6. Identify the infertile and develop protocols to transition between primary and advanced care: By identifying fertile and infertile couples, couples with normal fertility can be educated and advised to wait so as to avoid unnecessary interventions, while others can be treated or referred.
Identify those with infertility so that they can receive appropriate diagnosis, treatment and support. Further educate patients on the effect of age of the female partner, years of infertility, recurrent gynecologic infections, unsafe pregnancy termination, and other factors, which can jeopardize the success rate of any form of therapy. Normal couples can be educated, including information about non-intervention methods that optimize natural conception and pregnancy outcome, and advised to wait to avoid meddlesome and unnecessary interventions.

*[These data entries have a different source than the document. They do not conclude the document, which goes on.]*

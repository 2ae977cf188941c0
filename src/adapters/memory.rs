//! In-memory order store
//!
//! Holds orders and options behind `tokio` locks. Used by tests, by
//! embedders that already hold their orders in memory, and by dry runs,
//! where a snapshot is loaded here so marker writes never reach disk.

use crate::adapters::store::traits::{OrderQuery, OrderStore, SettingsStore};
use crate::domain::errors::StoreError;
use crate::domain::ids::OrderId;
use crate::domain::order::{Order, OrderStatus};
use crate::domain::Result;
use async_trait::async_trait;
use std::collections::BTreeMap;
use tokio::sync::RwLock;

/// In-memory implementation of [`OrderStore`] and [`SettingsStore`]
///
/// Orders keep their insertion order, which is the order queries return.
#[derive(Debug, Default)]
pub struct InMemoryOrderStore {
    orders: RwLock<Vec<Order>>,
    options: RwLock<BTreeMap<String, String>>,
}

impl InMemoryOrderStore {
    /// Create an empty store
    pub fn new() -> Self {
        Self::default()
    }

    /// Create a store pre-loaded with orders and options
    pub fn with_data(orders: Vec<Order>, options: BTreeMap<String, String>) -> Self {
        Self {
            orders: RwLock::new(orders),
            options: RwLock::new(options),
        }
    }

    /// Append an order
    pub async fn insert_order(&self, order: Order) {
        self.orders.write().await.push(order);
    }

    /// Save an option value
    pub async fn set_option(&self, name: impl Into<String>, value: impl Into<String>) {
        self.options.write().await.insert(name.into(), value.into());
    }

    /// Copy of one order, if present
    pub async fn order(&self, order_id: &OrderId) -> Option<Order> {
        self.orders
            .read()
            .await
            .iter()
            .find(|o| &o.id == order_id)
            .cloned()
    }

    /// Copy of every order, in store order
    pub async fn all_orders(&self) -> Vec<Order> {
        self.orders.read().await.clone()
    }

    fn not_found(order_id: &OrderId) -> StoreError {
        StoreError::OrderNotFound(order_id.to_string())
    }
}

#[async_trait]
impl OrderStore for InMemoryOrderStore {
    fn backend_name(&self) -> &str {
        "memory"
    }

    async fn query_orders(&self, query: &OrderQuery) -> Result<Vec<Order>> {
        Ok(self
            .orders
            .read()
            .await
            .iter()
            .filter(|o| query.matches(o))
            .cloned()
            .collect())
    }

    async fn orders_with_status(&self, status: OrderStatus) -> Result<Vec<Order>> {
        Ok(self
            .orders
            .read()
            .await
            .iter()
            .filter(|o| o.status == status)
            .cloned()
            .collect())
    }

    async fn get_meta(&self, order_id: &OrderId, key: &str) -> Result<Option<String>> {
        let orders = self.orders.read().await;
        let order = orders
            .iter()
            .find(|o| &o.id == order_id)
            .ok_or_else(|| Self::not_found(order_id))?;
        Ok(order.meta(key).map(str::to_string))
    }

    async fn update_meta(&self, order_id: &OrderId, key: &str, value: &str) -> Result<()> {
        let mut orders = self.orders.write().await;
        let order = orders
            .iter_mut()
            .find(|o| &o.id == order_id)
            .ok_or_else(|| Self::not_found(order_id))?;
        order.metadata.insert(key.to_string(), value.to_string());
        Ok(())
    }

    async fn delete_meta(&self, order_id: &OrderId, key: &str) -> Result<()> {
        let mut orders = self.orders.write().await;
        let order = orders
            .iter_mut()
            .find(|o| &o.id == order_id)
            .ok_or_else(|| Self::not_found(order_id))?;
        order.metadata.remove(key);
        Ok(())
    }
}

#[async_trait]
impl SettingsStore for InMemoryOrderStore {
    async fn get_option(&self, name: &str) -> Result<Option<String>> {
        Ok(self.options.read().await.get(name).cloned())
    }
}

#[cfg(test)]
mod tests {
    use super::*;
    use crate::domain::ExporterError;
    use chrono::Utc;

    fn order(id: &str, status: OrderStatus) -> Order {
        Order::builder()
            .id(id)
            .unwrap()
            .status(status)
            .date_created(Utc::now())
            .build()
            .unwrap()
    }

    #[tokio::test]
    async fn test_query_preserves_insertion_order() {
        let store = InMemoryOrderStore::new();
        store.insert_order(order("30", OrderStatus::Completed)).await;
        store.insert_order(order("10", OrderStatus::Completed)).await;
        store.insert_order(order("20", OrderStatus::Processing)).await;

        let found = store
            .query_orders(&OrderQuery::completed_without("_exported"))
            .await
            .unwrap();
        let ids: Vec<&str> = found.iter().map(|o| o.id.as_str()).collect();
        assert_eq!(ids, vec!["30", "10"]);
    }

    #[tokio::test]
    async fn test_meta_round_trip() {
        let store = InMemoryOrderStore::new();
        store.insert_order(order("1", OrderStatus::Completed)).await;
        let id = OrderId::new("1").unwrap();

        assert_eq!(store.get_meta(&id, "_exported").await.unwrap(), None);
        store.update_meta(&id, "_exported", "1").await.unwrap();
        assert_eq!(
            store.get_meta(&id, "_exported").await.unwrap(),
            Some("1".to_string())
        );
        store.delete_meta(&id, "_exported").await.unwrap();
        assert_eq!(store.get_meta(&id, "_exported").await.unwrap(), None);

        // deleting an absent key is fine
        store.delete_meta(&id, "_exported").await.unwrap();
    }

    #[tokio::test]
    async fn test_unknown_order() {
        let store = InMemoryOrderStore::new();
        let id = OrderId::new("404").unwrap();
        let err = store.update_meta(&id, "k", "v").await.unwrap_err();
        assert!(matches!(
            err,
            ExporterError::Store(StoreError::OrderNotFound(_))
        ));
    }

    #[tokio::test]
    async fn test_options() {
        let store = InMemoryOrderStore::new();
        assert_eq!(store.get_option("missing").await.unwrap(), None);
        store.set_option("wc_order_exporter_exported_flag", "_exported").await;
        assert_eq!(
            store
                .get_option("wc_order_exporter_exported_flag")
                .await
                .unwrap(),
            Some("_exported".to_string())
        );
    }
}
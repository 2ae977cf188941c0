//! Order domain model
//!
//! Orders are owned by the external store. The exporter reads their fixed
//! fields and reads, writes and deletes entries in their metadata map.

use super::ids::OrderId;
use chrono::{DateTime, Utc};
use rust_decimal::Decimal;
use serde::{Deserialize, Serialize};
use std::collections::BTreeMap;
use std::fmt;
use std::str::FromStr;

/// Lifecycle state of an order
///
/// Serialized in the store's slug form (`completed`, `on-hold`, ...) and
/// read through [`FromStr`], so `wc-` prefixed post statuses load too. Only
/// [`OrderStatus::Completed`] orders are ever selected for export or reset.
#[derive(Debug, Clone, Copy, PartialEq, Eq, Hash, Serialize, Deserialize)]
#[serde(rename_all = "kebab-case", try_from = "String")]
pub enum OrderStatus {
    Pending,
    Processing,
    OnHold,
    Completed,
    Cancelled,
    Refunded,
    Failed,
}

impl OrderStatus {
    /// Store slug for this status
    pub fn as_str(&self) -> &'static str {
        match self {
            OrderStatus::Pending => "pending",
            OrderStatus::Processing => "processing",
            OrderStatus::OnHold => "on-hold",
            OrderStatus::Completed => "completed",
            OrderStatus::Cancelled => "cancelled",
            OrderStatus::Refunded => "refunded",
            OrderStatus::Failed => "failed",
        }
    }
}

impl fmt::Display for OrderStatus {
    fn fmt(&self, f: &mut fmt::Formatter<'_>) -> fmt::Result {
        f.write_str(self.as_str())
    }
}

impl FromStr for OrderStatus {
    type Err = String;

    /// Accepts both bare slugs and `wc-` prefixed post statuses.
    fn from_str(s: &str) -> Result<Self, Self::Err> {
        let lowered = s.trim().to_lowercase();
        let slug = lowered.strip_prefix("wc-").unwrap_or(lowered.as_str());
        match slug {
            "pending" => Ok(OrderStatus::Pending),
            "processing" => Ok(OrderStatus::Processing),
            "on-hold" => Ok(OrderStatus::OnHold),
            "completed" => Ok(OrderStatus::Completed),
            "cancelled" => Ok(OrderStatus::Cancelled),
            "refunded" => Ok(OrderStatus::Refunded),
            "failed" => Ok(OrderStatus::Failed),
            other => Err(format!("Unknown order status: {other}")),
        }
    }
}

impl TryFrom<String> for OrderStatus {
    type Error = String;

    fn try_from(value: String) -> Result<Self, Self::Error> {
        value.parse()
    }
}

/// An e-commerce order record
///
/// # Examples
///
/// ```
/// use order_exporter::domain::order::{Order, OrderStatus};
/// use chrono::Utc;
/// use rust_decimal::Decimal;
/// use std::str::FromStr;
///
/// let order = Order::builder()
///     .id("1042")
///     .unwrap()
///     .status(OrderStatus::Completed)
///     .date_created(Utc::now())
///     .billing_email("jane@example.com")
///     .total(Decimal::from_str("49.90").unwrap())
///     .meta("sku", "ABC123")
///     .build()
///     .unwrap();
///
/// assert_eq!(order.meta("sku"), Some("ABC123"));
/// assert!(!order.has_meta("_exported"));
/// ```
#[derive(Debug, Clone, PartialEq, Serialize, Deserialize)]
pub struct Order {
    /// Store identifier
    pub id: OrderId,

    /// Lifecycle state
    pub status: OrderStatus,

    /// Creation timestamp
    pub date_created: DateTime<Utc>,

    /// Billing email address
    #[serde(default)]
    pub billing_email: String,

    /// Order total
    pub total: Decimal,

    /// Sparse per-order key/value metadata
    #[serde(default)]
    pub metadata: BTreeMap<String, String>,
}

impl Order {
    /// Creates a new builder for constructing an Order
    pub fn builder() -> OrderBuilder {
        OrderBuilder::default()
    }

    /// Reads a metadata value
    pub fn meta(&self, key: &str) -> Option<&str> {
        self.metadata.get(key).map(String::as_str)
    }

    /// Reads a metadata value, defaulting to the empty string
    pub fn meta_or_empty(&self, key: &str) -> &str {
        self.meta(key).unwrap_or("")
    }

    /// Whether a metadata key is present, whatever its value
    pub fn has_meta(&self, key: &str) -> bool {
        self.metadata.contains_key(key)
    }
}

/// Builder for constructing Order instances
#[derive(Debug, Default)]
pub struct OrderBuilder {
    id: Option<OrderId>,
    status: Option<OrderStatus>,
    date_created: Option<DateTime<Utc>>,
    billing_email: Option<String>,
    total: Option<Decimal>,
    metadata: BTreeMap<String, String>,
}

impl OrderBuilder {
    /// Creates a new OrderBuilder
    pub fn new() -> Self {
        Self::default()
    }

    /// Sets the order ID
    ///
    /// # Errors
    ///
    /// Returns an error if the ID is empty
    pub fn id(mut self, id: impl Into<String>) -> Result<Self, String> {
        self.id = Some(OrderId::new(id)?);
        Ok(self)
    }

    /// Sets the order status
    pub fn status(mut self, status: OrderStatus) -> Self {
        self.status = Some(status);
        self
    }

    /// Sets the creation timestamp
    pub fn date_created(mut self, date_created: DateTime<Utc>) -> Self {
        self.date_created = Some(date_created);
        self
    }

    /// Sets the billing email
    pub fn billing_email(mut self, email: impl Into<String>) -> Self {
        self.billing_email = Some(email.into());
        self
    }

    /// Sets the order total
    pub fn total(mut self, total: Decimal) -> Self {
        self.total = Some(total);
        self
    }

    /// Adds a metadata entry
    pub fn meta(mut self, key: impl Into<String>, value: impl Into<String>) -> Self {
        self.metadata.insert(key.into(), value.into());
        self
    }

    /// Builds the Order
    ///
    /// # Errors
    ///
    /// Returns an error if any required field is missing
    pub fn build(self) -> Result<Order, String> {
        Ok(Order {
            id: self.id.ok_or("id is required")?,
            status: self.status.ok_or("status is required")?,
            date_created: self.date_created.ok_or("date_created is required")?,
            billing_email: self.billing_email.unwrap_or_default(),
            total: self.total.unwrap_or_default(),
            metadata: self.metadata,
        })
    }
}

In the absence of trained personnel, infertile couples need to be referred to higher levels of care where infertility specialists can provide further counselling and/or specific treatments. In general, this transition is difficult due to lack of protocols for the transfer of patients. Furthermore, trained professionals are frequently lacking in referral centres or have long waiting lists. These conditions must be identified at the PHC to avoid unrealistic expectations as well as the suffering that results from inefficient transfer of patients from one place to the other seeking medical treatment.
The most important action at the primary care level is to build up a network of institutions capable of dealing with infertile patients in the most efficient way. The PCP should work with the government health organization representatives (Ministry of Health or equivalent) to develop and implement protocols for the efficient transfer of infertile patients to facilities where they can receive appropriate treatments.